Harper CR, Jacobson TA.
Emory University, Atlanta, GA, USA.
Curr Atheroscler Rep 2010;12:322–30.
Editor’s note: This article summarizes the current thinking on statin myopathy and provides some useful clinical pointers for the management of these challenging patients. The 3-hydroxy-3-methylglutaryl coenzyme A reductase inhibitors (statins) are the most widely used treatments for the reduction of low-density lipoprotein cholesterol levels and cardiovascular events.

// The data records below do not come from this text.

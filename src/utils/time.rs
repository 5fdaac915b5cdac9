//! 时间处理工具

use chrono::{DateTime, Duration, TimeZone, Utc};

/// 获取 N 天前的时间
pub fn days_ago(days: i64) -> DateTime<Utc> {
    Utc::now() - Duration::days(days)
}

/// 获取 N 小时前的时间
pub fn hours_ago(hours: i64) -> DateTime<Utc> {
    Utc::now() - Duration::hours(hours)
}

/// 当前毫秒时间戳
pub fn now_millis() -> i64 {
    Utc::now().timestamp_millis()
}

/// 毫秒时间戳转 UTC 时间，非法值回退到 Unix 纪元
pub fn from_millis(ms: i64) -> DateTime<Utc> {
    Utc.timestamp_millis_opt(ms)
        .single()
        .unwrap_or_else(|| Utc.timestamp_millis_opt(0).unwrap())
}

/// 格式化为 ISO 8601
pub fn format_iso8601(dt: &DateTime<Utc>) -> String {
    dt.format("%Y-%m-%dT%H:%M:%S%.3fZ").to_string()
}

/// 解析 ISO 8601 时间字符串
pub fn parse_iso8601(s: &str) -> Result<DateTime<Utc>, chrono::ParseError> {
    DateTime::parse_from_rfc3339(s).map(|dt| dt.with_timezone(&Utc))
}

#[cfg(test)]
mod tests {
    use super::*;

    #[test]
    fn test_millis_roundtrip() {
        let ms = 1_700_000_000_000;
        let dt = from_millis(ms);
        assert_eq!(dt.timestamp_millis(), ms);
    }

    #[test]
    fn test_format_parse_iso8601() {
        let now = Utc::now();
        let formatted = format_iso8601(&now);
        let parsed = parse_iso8601(&formatted).unwrap();

        // 毫秒截断，允许 1 秒误差
        assert!((now - parsed).num_seconds().abs() <= 1);
    }

    #[test]
    fn test_days_ago() {
        let week_ago = days_ago(7);
        let now = Utc::now();
        assert!(week_ago < now);
        let diff_days = (now - week_ago).num_days();
        assert!((6..=7).contains(&diff_days));
    }
}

In a systematic review of 20 clinical trials, the incidence of myopathy and minor muscle pain was found to be 195 cases per 100 000 patient-years, and the incidence of rhabdomyolysis was 1.6 cases per 100 000 patient-years (Am J Cardiol 2006;97:52–60C). However, the frequency with which the physician encounters statin-induced myopathy may be higher than that reported in clinical trials, as trials exclude high-risk patients and those with laboratory abnormalities. The US Food and Drug Administration adverse events reporting system shows an incidence of rhabdomyolysis of 0.7 cases per 100 000 patient-years, although such a voluntary reporting system will again result in under-reporting of adverse events. Perhaps the most accurate information available is that from the PRIMO (Prediction of Muscular Risk in Observational Conditions) trial, a 12-month, prospective, community-based, observational study, in which >7900 hyperlipidemic patients with high-dose statin treatment were enrolled (Cardiovasc Drugs Ther 2005;19:403–14). Muscle symptoms were reported in 11% of patients. The frequency of statin myopathy with various agents was as follows: simvastatin (18.2%), atorvastatin (14.9%), pravastatin (10.9%), and fluvastatin (5.1%).